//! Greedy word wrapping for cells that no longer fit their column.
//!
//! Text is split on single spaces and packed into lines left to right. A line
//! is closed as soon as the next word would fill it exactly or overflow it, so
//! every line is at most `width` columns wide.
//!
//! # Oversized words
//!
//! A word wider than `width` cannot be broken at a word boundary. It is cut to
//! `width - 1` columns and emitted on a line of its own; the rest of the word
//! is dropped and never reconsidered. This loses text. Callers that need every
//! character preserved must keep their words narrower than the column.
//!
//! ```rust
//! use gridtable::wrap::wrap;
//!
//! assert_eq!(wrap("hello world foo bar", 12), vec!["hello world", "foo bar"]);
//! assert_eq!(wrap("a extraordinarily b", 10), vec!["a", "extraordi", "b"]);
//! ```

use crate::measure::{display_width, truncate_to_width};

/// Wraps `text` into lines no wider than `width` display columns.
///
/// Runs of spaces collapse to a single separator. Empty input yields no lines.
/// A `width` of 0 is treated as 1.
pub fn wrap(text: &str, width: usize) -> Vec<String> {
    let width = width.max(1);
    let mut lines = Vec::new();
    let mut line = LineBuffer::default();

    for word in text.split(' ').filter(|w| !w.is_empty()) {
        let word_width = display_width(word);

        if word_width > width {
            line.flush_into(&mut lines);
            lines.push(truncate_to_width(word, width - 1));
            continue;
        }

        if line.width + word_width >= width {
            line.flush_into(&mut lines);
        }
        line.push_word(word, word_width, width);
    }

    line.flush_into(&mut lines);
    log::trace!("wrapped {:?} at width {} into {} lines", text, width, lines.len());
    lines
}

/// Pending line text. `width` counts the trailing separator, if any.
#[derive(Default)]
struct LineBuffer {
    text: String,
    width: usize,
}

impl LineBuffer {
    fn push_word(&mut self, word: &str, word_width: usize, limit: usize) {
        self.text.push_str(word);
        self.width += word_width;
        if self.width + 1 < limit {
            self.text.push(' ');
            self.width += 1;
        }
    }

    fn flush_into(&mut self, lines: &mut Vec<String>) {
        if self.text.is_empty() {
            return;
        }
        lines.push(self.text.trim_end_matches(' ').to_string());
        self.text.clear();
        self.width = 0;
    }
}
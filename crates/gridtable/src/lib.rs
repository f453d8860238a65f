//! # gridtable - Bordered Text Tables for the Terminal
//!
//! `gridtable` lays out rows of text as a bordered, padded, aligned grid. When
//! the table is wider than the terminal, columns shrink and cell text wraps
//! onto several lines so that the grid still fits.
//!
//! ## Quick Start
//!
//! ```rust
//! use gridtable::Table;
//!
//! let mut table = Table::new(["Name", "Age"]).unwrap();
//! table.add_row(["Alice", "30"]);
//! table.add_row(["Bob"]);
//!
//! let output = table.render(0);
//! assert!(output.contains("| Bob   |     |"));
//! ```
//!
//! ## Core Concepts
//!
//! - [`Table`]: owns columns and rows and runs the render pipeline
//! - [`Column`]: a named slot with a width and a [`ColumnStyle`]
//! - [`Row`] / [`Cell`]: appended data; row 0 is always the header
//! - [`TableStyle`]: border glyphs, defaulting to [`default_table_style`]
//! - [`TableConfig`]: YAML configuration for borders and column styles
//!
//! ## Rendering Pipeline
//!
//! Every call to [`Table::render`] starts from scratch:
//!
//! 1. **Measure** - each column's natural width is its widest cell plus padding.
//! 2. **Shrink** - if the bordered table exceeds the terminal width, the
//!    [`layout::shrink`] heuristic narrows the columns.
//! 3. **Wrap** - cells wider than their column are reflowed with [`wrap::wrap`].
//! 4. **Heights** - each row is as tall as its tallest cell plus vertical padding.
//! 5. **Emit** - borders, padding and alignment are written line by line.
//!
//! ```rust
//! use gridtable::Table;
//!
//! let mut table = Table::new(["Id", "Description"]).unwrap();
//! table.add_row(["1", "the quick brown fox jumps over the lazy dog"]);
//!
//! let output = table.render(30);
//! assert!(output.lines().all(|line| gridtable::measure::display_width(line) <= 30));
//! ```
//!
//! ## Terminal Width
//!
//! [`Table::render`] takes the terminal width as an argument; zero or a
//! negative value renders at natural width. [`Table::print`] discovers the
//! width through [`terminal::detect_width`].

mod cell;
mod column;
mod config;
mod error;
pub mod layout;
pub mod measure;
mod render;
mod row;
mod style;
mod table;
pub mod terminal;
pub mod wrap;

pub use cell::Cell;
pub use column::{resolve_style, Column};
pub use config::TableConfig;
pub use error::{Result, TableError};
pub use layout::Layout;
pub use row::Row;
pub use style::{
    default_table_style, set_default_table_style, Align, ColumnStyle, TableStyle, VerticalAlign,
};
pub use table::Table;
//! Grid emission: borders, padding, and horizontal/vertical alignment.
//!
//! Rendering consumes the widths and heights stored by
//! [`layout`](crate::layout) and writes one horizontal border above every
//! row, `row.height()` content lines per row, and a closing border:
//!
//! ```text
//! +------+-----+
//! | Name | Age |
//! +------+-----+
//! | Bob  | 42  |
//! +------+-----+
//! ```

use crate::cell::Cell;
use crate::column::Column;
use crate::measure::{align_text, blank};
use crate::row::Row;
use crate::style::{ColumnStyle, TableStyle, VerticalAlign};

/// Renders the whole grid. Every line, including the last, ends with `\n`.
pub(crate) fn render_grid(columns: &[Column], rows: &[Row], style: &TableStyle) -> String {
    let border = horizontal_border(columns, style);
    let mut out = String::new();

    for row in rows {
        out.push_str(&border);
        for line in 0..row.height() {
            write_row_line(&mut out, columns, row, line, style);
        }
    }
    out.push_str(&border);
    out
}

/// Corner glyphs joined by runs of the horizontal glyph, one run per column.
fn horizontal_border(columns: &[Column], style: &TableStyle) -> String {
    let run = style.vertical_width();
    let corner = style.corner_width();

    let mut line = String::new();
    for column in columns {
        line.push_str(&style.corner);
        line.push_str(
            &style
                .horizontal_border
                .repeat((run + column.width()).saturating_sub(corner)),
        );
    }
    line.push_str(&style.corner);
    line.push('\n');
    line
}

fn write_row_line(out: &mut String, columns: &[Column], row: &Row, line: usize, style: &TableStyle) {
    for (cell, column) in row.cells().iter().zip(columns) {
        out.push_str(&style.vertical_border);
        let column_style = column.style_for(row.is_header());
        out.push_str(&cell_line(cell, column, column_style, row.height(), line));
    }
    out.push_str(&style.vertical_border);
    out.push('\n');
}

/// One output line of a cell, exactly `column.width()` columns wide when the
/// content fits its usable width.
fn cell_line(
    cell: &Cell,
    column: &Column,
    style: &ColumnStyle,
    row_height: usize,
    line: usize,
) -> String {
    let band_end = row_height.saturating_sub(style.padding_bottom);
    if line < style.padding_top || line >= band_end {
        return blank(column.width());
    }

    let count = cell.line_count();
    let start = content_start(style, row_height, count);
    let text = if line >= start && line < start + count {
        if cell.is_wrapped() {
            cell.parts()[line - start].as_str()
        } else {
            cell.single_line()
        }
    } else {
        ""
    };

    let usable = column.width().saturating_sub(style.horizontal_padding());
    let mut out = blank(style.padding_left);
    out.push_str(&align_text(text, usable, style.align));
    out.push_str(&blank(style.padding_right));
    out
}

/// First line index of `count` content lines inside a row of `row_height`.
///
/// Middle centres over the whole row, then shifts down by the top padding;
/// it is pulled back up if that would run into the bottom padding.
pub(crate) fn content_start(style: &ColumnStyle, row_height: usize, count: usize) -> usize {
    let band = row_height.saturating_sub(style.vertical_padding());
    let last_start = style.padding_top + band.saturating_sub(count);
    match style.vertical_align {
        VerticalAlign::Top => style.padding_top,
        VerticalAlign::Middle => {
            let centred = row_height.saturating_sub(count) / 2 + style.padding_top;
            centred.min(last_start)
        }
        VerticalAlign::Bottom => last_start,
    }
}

=-=-=

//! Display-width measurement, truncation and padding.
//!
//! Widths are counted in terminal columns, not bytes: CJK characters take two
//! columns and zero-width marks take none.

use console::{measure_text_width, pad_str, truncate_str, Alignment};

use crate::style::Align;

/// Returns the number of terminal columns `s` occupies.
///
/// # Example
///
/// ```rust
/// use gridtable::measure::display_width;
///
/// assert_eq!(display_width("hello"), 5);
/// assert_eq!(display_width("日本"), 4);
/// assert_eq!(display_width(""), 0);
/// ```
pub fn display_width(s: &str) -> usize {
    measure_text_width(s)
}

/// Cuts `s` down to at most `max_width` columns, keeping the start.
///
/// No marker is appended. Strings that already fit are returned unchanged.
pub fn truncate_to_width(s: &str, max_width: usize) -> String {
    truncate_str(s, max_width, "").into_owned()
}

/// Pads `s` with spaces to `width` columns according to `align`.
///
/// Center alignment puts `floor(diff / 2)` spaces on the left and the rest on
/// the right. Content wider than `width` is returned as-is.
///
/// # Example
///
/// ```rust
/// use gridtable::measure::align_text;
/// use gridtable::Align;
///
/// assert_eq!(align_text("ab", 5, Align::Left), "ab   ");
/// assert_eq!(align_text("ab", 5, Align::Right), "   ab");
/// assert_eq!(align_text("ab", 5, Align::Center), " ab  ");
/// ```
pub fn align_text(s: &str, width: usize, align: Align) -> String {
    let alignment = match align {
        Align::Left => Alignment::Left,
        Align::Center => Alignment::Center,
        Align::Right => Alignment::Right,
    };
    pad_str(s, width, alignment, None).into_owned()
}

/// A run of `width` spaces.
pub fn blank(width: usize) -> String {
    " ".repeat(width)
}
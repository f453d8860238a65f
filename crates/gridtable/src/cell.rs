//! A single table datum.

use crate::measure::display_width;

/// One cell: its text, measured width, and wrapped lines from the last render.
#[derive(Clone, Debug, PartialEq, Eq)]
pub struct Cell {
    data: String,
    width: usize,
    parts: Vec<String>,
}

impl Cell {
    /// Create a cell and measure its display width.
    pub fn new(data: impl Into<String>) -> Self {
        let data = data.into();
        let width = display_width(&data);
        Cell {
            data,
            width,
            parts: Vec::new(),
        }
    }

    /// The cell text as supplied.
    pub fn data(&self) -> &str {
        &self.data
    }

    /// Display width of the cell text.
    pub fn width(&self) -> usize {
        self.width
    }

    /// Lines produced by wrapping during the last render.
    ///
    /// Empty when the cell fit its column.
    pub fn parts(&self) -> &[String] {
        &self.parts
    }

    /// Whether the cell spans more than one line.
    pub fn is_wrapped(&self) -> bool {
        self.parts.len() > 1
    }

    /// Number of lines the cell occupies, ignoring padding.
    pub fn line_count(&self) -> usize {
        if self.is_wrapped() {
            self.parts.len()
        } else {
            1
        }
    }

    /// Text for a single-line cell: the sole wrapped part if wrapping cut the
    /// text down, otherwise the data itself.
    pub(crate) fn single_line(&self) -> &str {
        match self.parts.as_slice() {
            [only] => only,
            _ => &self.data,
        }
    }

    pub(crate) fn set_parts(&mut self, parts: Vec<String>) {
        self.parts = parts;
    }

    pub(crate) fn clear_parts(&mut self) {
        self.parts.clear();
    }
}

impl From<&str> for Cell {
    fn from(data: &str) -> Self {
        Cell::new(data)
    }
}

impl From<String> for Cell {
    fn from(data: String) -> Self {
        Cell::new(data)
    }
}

=-=-=

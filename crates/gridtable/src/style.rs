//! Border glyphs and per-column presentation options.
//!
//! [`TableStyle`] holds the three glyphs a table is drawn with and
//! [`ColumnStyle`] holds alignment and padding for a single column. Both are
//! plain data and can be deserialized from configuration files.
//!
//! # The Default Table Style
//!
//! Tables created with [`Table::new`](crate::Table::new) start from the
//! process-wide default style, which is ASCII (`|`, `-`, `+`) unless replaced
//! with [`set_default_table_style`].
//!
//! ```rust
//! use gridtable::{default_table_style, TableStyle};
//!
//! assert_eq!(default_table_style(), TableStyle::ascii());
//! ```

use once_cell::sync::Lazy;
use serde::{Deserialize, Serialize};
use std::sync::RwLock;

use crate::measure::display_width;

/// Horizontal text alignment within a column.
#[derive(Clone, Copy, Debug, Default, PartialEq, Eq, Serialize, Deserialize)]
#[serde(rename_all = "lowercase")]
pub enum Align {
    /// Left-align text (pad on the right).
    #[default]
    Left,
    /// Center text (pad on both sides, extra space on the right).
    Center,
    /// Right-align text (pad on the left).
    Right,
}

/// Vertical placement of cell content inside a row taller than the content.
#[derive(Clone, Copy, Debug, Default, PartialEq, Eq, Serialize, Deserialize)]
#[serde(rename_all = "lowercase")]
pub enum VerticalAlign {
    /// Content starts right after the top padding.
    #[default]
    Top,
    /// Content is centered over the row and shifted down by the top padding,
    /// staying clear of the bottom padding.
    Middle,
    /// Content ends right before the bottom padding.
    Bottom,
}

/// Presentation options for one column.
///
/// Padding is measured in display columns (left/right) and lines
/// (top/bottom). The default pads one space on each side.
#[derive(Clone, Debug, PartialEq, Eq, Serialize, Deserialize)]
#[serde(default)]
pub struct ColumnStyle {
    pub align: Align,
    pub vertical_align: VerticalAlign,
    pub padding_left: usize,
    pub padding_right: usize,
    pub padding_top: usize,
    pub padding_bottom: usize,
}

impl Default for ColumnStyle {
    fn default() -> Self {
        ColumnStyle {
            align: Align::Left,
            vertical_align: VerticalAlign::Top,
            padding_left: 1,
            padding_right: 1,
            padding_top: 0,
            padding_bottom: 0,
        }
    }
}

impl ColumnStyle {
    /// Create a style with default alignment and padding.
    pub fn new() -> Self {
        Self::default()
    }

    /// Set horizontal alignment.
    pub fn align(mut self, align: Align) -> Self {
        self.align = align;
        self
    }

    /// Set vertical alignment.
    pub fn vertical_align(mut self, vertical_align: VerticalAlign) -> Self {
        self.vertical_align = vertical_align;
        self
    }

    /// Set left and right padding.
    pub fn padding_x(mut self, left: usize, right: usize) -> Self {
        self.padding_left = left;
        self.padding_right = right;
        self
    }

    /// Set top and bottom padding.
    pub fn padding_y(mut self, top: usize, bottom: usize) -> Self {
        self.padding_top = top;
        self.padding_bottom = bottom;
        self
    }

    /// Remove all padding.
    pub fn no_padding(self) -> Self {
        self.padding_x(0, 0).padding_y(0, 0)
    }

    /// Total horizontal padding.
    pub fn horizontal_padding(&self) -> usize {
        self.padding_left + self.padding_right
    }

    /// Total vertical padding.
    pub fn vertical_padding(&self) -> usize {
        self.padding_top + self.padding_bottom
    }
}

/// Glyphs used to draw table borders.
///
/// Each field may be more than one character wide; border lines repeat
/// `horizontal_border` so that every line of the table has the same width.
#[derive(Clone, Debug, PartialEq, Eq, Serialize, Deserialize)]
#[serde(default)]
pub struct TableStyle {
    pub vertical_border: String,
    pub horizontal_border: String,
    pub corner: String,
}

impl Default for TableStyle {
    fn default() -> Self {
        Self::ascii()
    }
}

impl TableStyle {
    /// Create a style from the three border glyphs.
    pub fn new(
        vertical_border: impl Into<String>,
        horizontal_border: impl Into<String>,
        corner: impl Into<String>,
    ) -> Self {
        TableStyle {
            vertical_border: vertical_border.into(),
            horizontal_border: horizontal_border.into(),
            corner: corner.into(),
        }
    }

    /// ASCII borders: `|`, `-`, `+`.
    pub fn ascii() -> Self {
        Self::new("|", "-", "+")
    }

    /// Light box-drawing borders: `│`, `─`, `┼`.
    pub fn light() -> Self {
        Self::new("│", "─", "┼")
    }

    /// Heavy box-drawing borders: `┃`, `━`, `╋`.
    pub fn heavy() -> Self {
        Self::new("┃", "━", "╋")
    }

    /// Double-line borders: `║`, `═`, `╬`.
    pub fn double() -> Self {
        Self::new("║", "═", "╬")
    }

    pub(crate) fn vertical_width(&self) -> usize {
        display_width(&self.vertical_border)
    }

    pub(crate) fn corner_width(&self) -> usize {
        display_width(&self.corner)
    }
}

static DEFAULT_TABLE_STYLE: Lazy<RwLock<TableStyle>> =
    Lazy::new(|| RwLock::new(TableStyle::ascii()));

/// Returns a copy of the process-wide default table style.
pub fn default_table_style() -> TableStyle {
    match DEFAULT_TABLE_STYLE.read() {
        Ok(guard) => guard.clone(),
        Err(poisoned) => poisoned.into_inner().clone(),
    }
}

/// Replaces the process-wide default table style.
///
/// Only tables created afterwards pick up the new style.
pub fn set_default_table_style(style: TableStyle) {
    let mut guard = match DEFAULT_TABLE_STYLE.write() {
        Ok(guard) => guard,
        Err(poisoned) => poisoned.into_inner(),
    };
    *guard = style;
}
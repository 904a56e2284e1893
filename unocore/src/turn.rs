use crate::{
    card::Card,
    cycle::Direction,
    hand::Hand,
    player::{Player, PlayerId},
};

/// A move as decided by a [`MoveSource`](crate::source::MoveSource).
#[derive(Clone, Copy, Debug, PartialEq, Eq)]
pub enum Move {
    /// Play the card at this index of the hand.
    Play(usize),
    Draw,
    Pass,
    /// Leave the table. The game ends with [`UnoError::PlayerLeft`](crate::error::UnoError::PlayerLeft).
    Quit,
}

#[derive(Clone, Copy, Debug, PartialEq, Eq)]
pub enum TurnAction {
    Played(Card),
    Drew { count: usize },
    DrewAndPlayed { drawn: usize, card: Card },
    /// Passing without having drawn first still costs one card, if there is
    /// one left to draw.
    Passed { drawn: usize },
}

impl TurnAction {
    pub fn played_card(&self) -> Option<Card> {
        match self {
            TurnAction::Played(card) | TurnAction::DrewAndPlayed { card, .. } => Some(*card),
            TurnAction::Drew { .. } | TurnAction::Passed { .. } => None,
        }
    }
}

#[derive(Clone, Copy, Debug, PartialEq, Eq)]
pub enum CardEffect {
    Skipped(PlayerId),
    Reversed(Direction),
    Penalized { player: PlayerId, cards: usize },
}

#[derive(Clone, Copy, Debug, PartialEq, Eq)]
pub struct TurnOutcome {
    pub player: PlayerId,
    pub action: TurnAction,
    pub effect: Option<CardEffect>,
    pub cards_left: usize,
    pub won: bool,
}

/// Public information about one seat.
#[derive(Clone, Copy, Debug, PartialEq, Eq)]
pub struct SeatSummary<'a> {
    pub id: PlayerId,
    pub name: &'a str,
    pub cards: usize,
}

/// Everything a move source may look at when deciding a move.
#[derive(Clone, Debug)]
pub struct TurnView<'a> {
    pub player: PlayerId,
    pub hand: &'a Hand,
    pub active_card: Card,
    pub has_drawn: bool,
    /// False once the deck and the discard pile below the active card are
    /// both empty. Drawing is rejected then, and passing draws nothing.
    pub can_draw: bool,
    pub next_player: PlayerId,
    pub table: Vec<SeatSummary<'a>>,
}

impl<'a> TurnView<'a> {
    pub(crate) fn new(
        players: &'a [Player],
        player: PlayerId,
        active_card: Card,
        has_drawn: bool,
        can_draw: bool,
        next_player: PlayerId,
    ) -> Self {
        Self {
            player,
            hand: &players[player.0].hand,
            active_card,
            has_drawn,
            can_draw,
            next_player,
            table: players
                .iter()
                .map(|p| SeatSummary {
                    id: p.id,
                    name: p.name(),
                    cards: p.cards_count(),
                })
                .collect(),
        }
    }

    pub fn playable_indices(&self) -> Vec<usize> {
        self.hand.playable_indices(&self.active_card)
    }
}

=-=-=

### Exercise requirements
Find and copy each line in the material above where the string "source" occurs.

### Solution below
/// A move as decided by a [`MoveSource`](crate::source::MoveSource).
/// Everything a move source may look at when deciding a move.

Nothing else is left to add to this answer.